**EXERCISE DETAILS**
Search the data for the word "PackageIndex" and copy each line that has it.

____ DATASET RECORDS

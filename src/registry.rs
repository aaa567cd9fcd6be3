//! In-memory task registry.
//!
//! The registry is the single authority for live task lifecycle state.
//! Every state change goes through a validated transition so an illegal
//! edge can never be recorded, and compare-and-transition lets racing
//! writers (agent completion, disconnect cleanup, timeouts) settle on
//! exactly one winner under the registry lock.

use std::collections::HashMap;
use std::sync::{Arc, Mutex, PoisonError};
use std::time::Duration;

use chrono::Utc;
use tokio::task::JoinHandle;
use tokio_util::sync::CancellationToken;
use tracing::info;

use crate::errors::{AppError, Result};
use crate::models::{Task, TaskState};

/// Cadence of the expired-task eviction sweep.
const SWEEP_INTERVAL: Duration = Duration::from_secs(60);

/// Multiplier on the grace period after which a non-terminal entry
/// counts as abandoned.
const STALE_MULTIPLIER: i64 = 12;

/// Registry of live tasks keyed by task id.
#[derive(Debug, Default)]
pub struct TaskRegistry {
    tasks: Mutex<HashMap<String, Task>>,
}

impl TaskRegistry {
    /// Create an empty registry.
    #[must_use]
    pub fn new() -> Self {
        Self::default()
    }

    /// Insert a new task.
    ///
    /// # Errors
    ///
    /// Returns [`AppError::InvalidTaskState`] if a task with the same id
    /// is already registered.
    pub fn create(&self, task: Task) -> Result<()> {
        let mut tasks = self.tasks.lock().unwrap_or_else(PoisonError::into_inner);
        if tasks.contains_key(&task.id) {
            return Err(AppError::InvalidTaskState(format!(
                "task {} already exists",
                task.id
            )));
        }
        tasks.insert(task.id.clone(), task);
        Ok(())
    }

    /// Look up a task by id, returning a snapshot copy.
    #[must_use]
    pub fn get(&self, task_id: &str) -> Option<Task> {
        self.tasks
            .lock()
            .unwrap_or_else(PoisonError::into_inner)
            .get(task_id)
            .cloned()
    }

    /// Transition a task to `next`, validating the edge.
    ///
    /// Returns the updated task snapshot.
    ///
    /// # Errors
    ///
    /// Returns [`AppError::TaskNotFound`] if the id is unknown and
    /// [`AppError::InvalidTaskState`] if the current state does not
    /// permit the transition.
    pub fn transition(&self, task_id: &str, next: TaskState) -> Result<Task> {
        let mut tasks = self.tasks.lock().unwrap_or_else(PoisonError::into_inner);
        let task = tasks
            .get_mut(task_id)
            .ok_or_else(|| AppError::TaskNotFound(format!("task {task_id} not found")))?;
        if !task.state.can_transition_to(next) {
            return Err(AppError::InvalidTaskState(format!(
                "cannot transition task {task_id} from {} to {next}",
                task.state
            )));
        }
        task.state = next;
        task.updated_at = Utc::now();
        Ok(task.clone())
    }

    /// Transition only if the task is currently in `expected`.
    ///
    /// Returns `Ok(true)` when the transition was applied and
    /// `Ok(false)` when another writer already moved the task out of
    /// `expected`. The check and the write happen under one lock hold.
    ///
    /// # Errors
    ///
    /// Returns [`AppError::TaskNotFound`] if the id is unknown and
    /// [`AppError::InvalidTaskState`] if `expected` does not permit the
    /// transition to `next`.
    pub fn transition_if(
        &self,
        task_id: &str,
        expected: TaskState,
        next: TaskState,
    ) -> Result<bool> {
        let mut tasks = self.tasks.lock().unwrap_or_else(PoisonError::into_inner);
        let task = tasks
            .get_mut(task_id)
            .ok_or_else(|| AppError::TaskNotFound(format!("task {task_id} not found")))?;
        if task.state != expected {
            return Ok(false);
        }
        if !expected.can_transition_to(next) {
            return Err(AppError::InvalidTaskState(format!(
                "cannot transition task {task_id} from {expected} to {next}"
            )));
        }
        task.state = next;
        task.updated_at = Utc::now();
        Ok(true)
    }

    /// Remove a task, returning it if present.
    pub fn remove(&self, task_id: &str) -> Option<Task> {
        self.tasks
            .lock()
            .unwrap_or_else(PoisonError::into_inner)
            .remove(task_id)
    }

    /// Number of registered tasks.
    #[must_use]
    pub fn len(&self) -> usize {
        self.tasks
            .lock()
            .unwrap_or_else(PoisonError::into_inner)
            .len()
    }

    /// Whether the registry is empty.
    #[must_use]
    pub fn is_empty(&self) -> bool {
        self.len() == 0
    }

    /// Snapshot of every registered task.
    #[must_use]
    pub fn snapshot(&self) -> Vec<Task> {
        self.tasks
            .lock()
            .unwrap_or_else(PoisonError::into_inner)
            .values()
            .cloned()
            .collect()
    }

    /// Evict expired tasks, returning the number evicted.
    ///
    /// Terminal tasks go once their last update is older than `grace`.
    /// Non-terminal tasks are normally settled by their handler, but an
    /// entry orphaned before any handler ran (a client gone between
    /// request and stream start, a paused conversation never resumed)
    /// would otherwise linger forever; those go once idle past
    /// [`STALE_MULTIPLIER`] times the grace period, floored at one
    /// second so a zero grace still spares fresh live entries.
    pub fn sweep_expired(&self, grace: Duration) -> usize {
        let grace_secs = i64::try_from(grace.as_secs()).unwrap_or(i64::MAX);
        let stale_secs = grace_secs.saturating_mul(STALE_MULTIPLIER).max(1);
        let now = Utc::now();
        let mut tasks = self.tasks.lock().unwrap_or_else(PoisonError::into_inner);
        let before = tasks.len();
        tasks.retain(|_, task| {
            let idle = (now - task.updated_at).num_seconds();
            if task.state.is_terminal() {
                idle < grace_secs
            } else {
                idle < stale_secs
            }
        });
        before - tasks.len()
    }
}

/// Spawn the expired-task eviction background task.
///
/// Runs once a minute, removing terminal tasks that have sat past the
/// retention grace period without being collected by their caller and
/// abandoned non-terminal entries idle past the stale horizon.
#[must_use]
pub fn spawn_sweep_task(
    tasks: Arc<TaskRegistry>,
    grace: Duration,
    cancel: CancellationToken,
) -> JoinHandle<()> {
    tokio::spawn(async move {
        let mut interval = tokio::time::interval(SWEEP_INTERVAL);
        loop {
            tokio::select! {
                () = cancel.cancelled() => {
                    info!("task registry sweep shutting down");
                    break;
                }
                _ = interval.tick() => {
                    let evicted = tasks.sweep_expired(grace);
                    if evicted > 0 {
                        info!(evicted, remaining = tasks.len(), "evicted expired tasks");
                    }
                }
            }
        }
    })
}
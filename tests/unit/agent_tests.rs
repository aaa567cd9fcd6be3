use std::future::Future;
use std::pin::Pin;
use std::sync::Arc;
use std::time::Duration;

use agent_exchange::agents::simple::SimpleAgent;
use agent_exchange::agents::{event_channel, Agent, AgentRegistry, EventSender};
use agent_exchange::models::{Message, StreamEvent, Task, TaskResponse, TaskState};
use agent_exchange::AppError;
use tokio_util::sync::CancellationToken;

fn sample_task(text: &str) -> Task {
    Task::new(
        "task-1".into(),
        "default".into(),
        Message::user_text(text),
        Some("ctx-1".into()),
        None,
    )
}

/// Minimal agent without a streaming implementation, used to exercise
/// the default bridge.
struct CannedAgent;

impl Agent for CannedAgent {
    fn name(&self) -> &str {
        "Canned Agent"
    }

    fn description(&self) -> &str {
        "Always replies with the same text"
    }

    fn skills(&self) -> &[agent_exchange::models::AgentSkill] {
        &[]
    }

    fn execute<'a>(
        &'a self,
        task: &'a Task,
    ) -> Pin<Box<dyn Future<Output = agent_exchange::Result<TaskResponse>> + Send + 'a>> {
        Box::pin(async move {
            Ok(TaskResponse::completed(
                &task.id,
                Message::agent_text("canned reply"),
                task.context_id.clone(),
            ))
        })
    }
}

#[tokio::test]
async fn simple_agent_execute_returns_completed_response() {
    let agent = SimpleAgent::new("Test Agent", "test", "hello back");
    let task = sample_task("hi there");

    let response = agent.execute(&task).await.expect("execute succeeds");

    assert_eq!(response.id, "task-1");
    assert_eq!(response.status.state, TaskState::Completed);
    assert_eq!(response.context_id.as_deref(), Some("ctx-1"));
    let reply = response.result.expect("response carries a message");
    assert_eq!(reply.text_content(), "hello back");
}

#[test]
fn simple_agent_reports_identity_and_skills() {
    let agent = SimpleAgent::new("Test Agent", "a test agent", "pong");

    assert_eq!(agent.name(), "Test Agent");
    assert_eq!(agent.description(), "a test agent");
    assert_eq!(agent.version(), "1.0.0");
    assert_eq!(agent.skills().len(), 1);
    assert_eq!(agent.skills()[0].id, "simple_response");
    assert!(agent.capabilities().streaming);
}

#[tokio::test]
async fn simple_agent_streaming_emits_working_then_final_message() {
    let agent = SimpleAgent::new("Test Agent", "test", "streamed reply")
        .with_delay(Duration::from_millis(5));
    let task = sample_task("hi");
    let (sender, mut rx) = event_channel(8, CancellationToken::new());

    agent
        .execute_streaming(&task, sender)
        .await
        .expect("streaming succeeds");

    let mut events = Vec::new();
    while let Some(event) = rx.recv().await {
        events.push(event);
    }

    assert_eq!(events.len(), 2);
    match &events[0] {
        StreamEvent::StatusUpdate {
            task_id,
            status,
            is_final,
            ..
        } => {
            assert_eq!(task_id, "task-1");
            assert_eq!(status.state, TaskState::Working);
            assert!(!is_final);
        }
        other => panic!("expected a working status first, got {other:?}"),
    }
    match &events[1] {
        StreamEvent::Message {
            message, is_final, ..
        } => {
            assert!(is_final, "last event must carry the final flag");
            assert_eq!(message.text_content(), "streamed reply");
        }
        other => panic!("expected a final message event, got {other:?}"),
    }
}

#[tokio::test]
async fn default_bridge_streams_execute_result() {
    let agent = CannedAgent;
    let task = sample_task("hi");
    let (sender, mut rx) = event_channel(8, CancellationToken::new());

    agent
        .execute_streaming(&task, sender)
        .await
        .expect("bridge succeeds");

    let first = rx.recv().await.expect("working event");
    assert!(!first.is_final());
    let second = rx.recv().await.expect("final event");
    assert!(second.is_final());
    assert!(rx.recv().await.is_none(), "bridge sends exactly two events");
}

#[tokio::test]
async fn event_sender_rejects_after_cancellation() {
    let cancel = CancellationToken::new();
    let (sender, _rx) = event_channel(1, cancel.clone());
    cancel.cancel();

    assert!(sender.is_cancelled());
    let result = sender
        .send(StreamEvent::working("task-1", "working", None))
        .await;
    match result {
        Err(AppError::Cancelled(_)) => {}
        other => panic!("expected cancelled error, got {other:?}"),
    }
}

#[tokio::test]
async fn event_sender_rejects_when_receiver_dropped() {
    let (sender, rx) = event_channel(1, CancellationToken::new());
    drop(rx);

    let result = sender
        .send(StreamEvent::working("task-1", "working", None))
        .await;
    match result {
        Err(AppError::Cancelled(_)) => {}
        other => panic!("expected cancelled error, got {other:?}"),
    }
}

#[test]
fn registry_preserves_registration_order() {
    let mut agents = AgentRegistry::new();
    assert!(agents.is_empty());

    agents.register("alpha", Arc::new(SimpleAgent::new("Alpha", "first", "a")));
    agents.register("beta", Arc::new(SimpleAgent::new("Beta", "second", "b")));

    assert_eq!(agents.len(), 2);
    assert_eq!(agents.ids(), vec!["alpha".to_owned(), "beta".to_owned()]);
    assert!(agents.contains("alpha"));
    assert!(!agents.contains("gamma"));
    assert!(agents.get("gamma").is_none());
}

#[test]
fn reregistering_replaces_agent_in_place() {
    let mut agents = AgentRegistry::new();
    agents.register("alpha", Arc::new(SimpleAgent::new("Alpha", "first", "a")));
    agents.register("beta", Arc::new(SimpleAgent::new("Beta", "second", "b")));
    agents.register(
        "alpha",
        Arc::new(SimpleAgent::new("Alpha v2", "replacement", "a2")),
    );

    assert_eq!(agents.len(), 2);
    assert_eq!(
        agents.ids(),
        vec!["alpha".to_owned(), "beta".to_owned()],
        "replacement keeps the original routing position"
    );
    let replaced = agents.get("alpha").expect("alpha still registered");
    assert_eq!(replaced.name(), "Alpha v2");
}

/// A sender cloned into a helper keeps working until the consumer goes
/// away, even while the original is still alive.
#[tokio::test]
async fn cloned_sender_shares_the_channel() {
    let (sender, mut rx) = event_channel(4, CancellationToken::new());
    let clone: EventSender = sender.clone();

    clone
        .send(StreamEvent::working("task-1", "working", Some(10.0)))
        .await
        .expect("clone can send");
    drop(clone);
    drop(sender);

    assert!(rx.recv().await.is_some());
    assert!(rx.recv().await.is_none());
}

________
____ DATASET RECORDS

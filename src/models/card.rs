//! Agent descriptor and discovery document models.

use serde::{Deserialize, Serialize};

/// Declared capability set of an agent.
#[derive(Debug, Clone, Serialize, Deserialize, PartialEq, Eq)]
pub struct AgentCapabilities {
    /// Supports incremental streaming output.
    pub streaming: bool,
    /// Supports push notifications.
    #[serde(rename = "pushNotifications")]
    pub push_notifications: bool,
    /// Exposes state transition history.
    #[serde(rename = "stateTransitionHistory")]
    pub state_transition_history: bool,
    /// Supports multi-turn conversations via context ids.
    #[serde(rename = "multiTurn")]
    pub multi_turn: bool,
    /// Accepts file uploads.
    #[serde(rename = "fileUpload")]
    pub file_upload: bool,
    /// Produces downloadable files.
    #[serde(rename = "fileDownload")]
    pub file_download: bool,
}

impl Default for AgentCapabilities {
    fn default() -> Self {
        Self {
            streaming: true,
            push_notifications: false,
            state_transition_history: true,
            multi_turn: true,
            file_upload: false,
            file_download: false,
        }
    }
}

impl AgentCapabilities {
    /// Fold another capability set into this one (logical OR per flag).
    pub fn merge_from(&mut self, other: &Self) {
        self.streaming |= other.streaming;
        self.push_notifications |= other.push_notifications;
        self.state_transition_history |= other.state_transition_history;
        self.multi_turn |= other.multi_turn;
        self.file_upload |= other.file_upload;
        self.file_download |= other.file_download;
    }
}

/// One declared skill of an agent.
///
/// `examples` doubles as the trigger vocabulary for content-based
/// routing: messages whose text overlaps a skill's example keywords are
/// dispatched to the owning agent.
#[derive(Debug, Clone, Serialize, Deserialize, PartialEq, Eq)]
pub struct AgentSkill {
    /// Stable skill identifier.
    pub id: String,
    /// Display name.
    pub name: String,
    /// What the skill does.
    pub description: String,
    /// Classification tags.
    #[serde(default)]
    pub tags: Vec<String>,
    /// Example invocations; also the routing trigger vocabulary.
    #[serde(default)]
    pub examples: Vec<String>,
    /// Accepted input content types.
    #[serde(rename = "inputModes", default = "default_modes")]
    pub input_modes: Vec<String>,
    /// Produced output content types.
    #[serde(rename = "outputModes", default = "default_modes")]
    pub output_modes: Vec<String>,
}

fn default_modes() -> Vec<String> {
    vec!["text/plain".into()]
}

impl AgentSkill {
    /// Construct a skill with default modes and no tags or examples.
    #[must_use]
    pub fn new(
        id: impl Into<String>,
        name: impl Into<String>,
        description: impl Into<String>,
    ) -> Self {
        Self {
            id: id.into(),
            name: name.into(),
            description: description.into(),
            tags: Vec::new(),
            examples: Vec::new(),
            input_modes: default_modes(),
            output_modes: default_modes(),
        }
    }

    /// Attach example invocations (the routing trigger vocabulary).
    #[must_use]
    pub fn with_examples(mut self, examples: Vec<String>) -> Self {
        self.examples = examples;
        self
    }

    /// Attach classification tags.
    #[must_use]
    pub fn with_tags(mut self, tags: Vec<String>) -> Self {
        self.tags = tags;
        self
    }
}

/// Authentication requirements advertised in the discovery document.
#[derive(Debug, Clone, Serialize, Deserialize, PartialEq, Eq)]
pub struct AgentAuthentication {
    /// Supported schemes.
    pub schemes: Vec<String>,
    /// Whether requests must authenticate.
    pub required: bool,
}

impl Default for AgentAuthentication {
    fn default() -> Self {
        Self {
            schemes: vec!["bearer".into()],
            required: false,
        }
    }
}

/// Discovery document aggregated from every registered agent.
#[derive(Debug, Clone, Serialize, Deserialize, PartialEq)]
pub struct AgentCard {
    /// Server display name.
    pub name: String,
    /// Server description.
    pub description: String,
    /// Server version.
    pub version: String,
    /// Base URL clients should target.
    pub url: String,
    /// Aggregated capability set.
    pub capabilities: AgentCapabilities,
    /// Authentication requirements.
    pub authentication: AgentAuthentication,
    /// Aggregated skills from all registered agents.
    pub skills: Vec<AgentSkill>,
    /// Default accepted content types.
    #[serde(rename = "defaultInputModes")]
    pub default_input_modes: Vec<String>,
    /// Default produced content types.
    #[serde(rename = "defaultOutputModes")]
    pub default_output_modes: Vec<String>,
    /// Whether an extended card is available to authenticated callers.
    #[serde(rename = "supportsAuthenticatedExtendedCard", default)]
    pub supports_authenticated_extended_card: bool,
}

________
____ DATASET RECORDS

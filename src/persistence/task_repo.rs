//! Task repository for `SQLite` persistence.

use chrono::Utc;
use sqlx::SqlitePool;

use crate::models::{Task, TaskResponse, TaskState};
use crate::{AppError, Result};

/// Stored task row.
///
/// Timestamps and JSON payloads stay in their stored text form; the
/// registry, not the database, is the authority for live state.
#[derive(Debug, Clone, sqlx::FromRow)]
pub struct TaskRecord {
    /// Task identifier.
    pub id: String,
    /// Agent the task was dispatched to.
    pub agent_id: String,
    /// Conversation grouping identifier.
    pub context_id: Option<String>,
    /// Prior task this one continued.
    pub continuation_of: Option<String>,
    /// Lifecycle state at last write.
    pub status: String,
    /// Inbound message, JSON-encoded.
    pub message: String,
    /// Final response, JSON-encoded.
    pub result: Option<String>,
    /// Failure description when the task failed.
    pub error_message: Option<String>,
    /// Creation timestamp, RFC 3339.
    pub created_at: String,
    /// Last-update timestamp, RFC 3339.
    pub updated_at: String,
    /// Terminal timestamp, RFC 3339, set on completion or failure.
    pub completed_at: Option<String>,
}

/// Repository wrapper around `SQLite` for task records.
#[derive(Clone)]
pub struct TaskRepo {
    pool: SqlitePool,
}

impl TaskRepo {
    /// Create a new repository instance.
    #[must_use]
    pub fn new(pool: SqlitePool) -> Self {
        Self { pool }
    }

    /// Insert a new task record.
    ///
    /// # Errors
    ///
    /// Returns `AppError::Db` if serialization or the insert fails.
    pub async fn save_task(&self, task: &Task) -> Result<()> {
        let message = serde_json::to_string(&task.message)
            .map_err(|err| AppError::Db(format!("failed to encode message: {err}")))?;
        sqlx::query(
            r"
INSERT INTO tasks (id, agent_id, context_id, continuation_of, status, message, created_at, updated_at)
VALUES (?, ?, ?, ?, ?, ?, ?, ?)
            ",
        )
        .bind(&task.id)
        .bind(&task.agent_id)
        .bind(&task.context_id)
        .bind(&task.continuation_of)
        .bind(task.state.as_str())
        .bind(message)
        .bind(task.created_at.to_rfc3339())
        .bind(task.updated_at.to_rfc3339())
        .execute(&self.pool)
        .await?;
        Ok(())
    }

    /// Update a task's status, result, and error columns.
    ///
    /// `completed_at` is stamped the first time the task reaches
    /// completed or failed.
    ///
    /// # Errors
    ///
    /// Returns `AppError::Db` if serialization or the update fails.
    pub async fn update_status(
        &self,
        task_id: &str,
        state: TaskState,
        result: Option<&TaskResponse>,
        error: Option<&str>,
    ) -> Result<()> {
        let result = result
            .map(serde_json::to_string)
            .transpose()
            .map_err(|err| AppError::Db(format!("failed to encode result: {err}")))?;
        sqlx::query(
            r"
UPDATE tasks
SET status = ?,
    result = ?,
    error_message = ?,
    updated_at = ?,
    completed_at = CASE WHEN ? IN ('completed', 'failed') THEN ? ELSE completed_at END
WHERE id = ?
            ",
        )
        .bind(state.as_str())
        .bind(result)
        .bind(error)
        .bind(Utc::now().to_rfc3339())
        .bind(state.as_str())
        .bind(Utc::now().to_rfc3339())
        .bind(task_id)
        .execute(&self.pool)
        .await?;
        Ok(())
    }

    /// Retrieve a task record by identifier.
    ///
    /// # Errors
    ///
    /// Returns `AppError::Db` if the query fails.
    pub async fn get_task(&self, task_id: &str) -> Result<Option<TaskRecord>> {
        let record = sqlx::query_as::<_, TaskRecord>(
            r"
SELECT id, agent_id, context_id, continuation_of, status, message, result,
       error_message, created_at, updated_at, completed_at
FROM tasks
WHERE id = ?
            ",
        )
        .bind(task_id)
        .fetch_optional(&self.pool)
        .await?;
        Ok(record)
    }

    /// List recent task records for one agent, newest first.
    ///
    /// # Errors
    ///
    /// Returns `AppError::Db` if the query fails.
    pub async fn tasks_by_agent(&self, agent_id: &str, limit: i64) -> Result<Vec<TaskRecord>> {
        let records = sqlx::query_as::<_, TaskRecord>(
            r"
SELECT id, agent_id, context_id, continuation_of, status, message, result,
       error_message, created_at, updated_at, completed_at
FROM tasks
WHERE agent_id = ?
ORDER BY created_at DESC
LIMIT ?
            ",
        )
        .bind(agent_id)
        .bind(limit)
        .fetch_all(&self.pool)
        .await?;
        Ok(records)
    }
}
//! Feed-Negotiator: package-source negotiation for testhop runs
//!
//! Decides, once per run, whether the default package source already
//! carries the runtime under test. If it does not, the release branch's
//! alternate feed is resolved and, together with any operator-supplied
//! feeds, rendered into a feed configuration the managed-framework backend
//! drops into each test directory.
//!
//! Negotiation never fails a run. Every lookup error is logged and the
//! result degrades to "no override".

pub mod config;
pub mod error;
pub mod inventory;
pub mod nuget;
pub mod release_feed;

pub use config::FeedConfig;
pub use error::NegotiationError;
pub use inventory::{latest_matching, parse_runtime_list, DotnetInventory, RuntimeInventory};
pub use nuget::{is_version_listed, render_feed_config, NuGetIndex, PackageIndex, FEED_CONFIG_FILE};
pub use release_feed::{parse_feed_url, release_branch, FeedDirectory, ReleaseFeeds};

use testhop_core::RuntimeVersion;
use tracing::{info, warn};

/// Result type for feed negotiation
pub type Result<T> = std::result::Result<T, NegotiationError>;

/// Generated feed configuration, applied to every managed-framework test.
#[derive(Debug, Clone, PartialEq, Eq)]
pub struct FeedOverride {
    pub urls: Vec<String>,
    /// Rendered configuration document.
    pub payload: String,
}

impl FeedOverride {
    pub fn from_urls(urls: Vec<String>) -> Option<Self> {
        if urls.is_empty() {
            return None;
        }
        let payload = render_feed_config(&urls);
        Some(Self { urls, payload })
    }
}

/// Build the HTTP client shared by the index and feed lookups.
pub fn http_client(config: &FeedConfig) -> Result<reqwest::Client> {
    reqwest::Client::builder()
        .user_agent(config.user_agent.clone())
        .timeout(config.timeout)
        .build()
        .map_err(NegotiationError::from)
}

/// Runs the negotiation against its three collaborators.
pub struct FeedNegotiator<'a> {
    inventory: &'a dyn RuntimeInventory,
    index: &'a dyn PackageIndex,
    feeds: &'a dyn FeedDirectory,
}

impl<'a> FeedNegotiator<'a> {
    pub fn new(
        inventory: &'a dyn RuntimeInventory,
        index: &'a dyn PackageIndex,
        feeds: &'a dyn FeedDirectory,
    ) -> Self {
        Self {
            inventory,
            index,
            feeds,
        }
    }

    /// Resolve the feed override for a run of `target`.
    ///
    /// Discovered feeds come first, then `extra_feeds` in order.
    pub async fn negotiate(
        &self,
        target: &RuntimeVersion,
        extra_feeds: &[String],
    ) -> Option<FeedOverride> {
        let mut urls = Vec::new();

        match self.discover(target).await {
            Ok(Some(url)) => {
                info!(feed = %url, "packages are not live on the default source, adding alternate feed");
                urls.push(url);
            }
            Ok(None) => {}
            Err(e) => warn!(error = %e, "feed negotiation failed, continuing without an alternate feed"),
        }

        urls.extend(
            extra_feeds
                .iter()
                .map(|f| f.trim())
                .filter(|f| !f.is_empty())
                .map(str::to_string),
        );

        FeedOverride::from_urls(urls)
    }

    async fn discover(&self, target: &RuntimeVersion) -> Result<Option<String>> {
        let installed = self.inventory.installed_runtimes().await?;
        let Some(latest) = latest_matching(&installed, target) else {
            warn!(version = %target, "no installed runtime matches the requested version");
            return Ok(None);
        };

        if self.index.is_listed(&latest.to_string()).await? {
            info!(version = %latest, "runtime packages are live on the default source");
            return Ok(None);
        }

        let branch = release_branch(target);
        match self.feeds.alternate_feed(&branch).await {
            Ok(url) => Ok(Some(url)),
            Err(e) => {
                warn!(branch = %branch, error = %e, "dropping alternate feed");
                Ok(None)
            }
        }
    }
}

________

**YOUR RESPONSE**
pub use nuget::{is_version_listed, render_feed_config, NuGetIndex, PackageIndex, FEED_CONFIG_FILE};
    index: &'a dyn PackageIndex,
        index: &'a dyn PackageIndex,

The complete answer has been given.